The Institute of the Motor Industry (IMI) says the majority of businesses in the sector are finding it increasingly difficult to fill job vacancies.
With the industry’s £71.6 billion turnover and 814,000 people employed by it in the UK, the IMI quotes an SMMT report that thousands of jobs are still unfilled because of the political future being in turmoil. As technology in automotive continues to grow, it says the shortage of skills to work both on and with the latest motoring innovations is becoming an increasingly worrying issue.
The professional body for the motor industry says it believes a lack of new talent coming into the sector could cause a serious block in the uptake of new motoring technology if the skills gap isn’t addressed rapidly. According to newly published research by the Chartered Institute of Personnel and Development, 53 per cent of employers have said they are choosing to upskill their existing workforce instead of recruiting new staff, owing to roles being hard to fill.

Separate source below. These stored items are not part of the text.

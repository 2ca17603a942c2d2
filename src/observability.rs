use std::net::SocketAddr;

// ── RED metrics (request-driven) ────────────────────────────────

/// Counter: HTTP requests served. Labels: route, status.
pub const HTTP_REQUESTS_TOTAL: &str = "classbook_http_requests_total";

/// Counter: engine transactions. Labels: operation, outcome (committed/rejected/conflict).
pub const TRANSACTIONS_TOTAL: &str = "classbook_transactions_total";

/// Counter: optimistic retries after a stale read. Labels: operation.
pub const TRANSACTION_RETRIES_TOTAL: &str = "classbook_transaction_retries_total";

/// Counter: bookings/reschedules refused by the conflict guard. Labels: reason.
pub const BOOKINGS_REJECTED_TOTAL: &str = "classbook_bookings_rejected_total";

/// Counter: lessons removed by bulk deletion.
pub const BULK_DELETED_TOTAL: &str = "classbook_bulk_deleted_total";

// ── USE metrics (resource utilization) ──────────────────────────

/// Counter: notification deliveries that failed.
pub const NOTIFICATIONS_FAILED_TOTAL: &str = "classbook_notifications_failed_total";

/// Histogram: WAL group-commit flush duration in seconds.
pub const WAL_FLUSH_DURATION_SECONDS: &str = "classbook_wal_flush_duration_seconds";

/// Histogram: WAL group-commit batch size (commits per flush).
pub const WAL_FLUSH_BATCH_SIZE: &str = "classbook_wal_flush_batch_size";

/// Install Prometheus metrics exporter on the given port. No-op if port is None.
pub fn init(port: Option<u16>) {
    let Some(port) = port else { return };
    let addr: SocketAddr = ([0, 0, 0, 0], port).into();
    match metrics_exporter_prometheus::PrometheusBuilder::new()
        .with_http_listener(addr)
        .install()
    {
        Ok(()) => tracing::info!("metrics endpoint: http://0.0.0.0:{port}/metrics"),
        Err(e) => tracing::error!("failed to install Prometheus exporter: {e}"),
    }
}
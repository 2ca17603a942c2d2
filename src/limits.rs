use crate::model::{DAY_MS, Ms};

/// Widest availability / listing window a single query may ask for.
pub const MAX_QUERY_WINDOW_MS: Ms = 366 * DAY_MS;

/// Valid instants: 2000-01-01 .. 2100-01-01.
pub const MIN_VALID_TIMESTAMP_MS: Ms = 946_684_800_000;
pub const MAX_VALID_TIMESTAMP_MS: Ms = 4_102_444_800_000;

pub const MIN_LESSON_MINUTES: u32 = 15;
pub const MAX_LESSON_MINUTES: u32 = 240;

pub const MAX_REPEAT_INTERVAL_WEEKS: u32 = 4;
pub const MAX_GENERATION_WEEKS: u32 = 52;

pub const MAX_TEXT_LEN: usize = 500;
pub const MAX_TEMPLATE_ENTRIES: usize = 32;
pub const MAX_SLOTS_PER_TEACHER: usize = 512;

/// Documents touched per bulk commit. Matches the store's `in`-query batch limit.
pub const BULK_CHUNK_SIZE: usize = 30;

/// Credit adjustments in one admin call.
pub const MAX_CREDIT_DELTA: i64 = 100;

/// Lesson length for weekly entries carved out of a longer slot.
pub const DEFAULT_LESSON_MINUTES: u32 = 60;
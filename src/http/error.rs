//! HTTP error rendering.

use axum::{
    http::StatusCode,
    response::{IntoResponse, Response},
    Json,
};
use serde::Serialize;
use tracing::error;

use crate::engine::SchedulingError;
use crate::messages::{error_message, Locale};

/// Failure body: `{success: false, code, message}`.
#[derive(Debug, Clone, Serialize)]
pub struct ErrorBody {
    pub success: bool,
    pub code: &'static str,
    pub message: String,
}

/// A scheduling error plus the locale its message should be rendered in.
#[derive(Debug)]
pub struct AppError {
    pub error: SchedulingError,
    pub locale: Locale,
}

impl AppError {
    pub fn new(error: SchedulingError, locale: Locale) -> Self {
        Self { error, locale }
    }
}

pub fn status_of(err: &SchedulingError) -> StatusCode {
    match err {
        SchedulingError::Authentication => StatusCode::UNAUTHORIZED,
        SchedulingError::Authorization(_) => StatusCode::FORBIDDEN,
        SchedulingError::Validation(_) => StatusCode::BAD_REQUEST,
        SchedulingError::NotFound { .. } => StatusCode::NOT_FOUND,
        SchedulingError::Conflict(_) => StatusCode::CONFLICT,
        SchedulingError::QuotaExceeded { .. } | SchedulingError::InsufficientCredit { .. } => {
            StatusCode::BAD_REQUEST
        }
        SchedulingError::Storage(_) => StatusCode::INTERNAL_SERVER_ERROR,
    }
}

impl IntoResponse for AppError {
    fn into_response(self) -> Response {
        if let SchedulingError::Storage(detail) = &self.error {
            error!("storage failure: {detail}");
        }
        let body = ErrorBody {
            success: false,
            code: self.error.code(),
            message: error_message(&self.error, self.locale),
        };
        (status_of(&self.error), Json(body)).into_response()
    }
}

/// Attach the caller's locale to an engine result.
pub trait Localized<T> {
    fn localized(self, locale: Locale) -> Result<T, AppError>;
}

impl<T> Localized<T> for Result<T, SchedulingError> {
    fn localized(self, locale: Locale) -> Result<T, AppError> {
        self.map_err(|e| AppError::new(e, locale))
    }
}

However, 38 per cent of businesses plan to invest in apprenticeships and many say they will increase the amount of money set aside for staff training.
The IMI says recruitment and training is vital to the impending success of the UK market and it is pinning its hopes on the training levy introduced by the government earlier this year to give businesses the freedom to invest in training.
Chief executive Steve Nash, pictured, said: ‘Employers are choosing to seek new ways of meeting their skills’ requirements, especially in relation to younger applicants. It’s positive to see over half of employers are now choosing to upskill their existing workforce in order to improve their skill sets, and this in turn prepares them for the changing and evolving demands of the workplace.
‘The IMI’s evidence demonstrates that upskilling your current workforce is always a positive way to increase productivity and staff confidence. Staff show greater loyalty to those who trained and developed them, and after the introduction of the Apprenticeship Levy it’s no surprise that more and more organisations are now choosing to offer apprenticeships.
‘However, we still have a big hurdle to overcome in attracting new talent to the sector, and we hope whoever comes into power on June 9 will look at this issue with some urgency to make sure the UK does not fall behind in the automotive “arms race”.’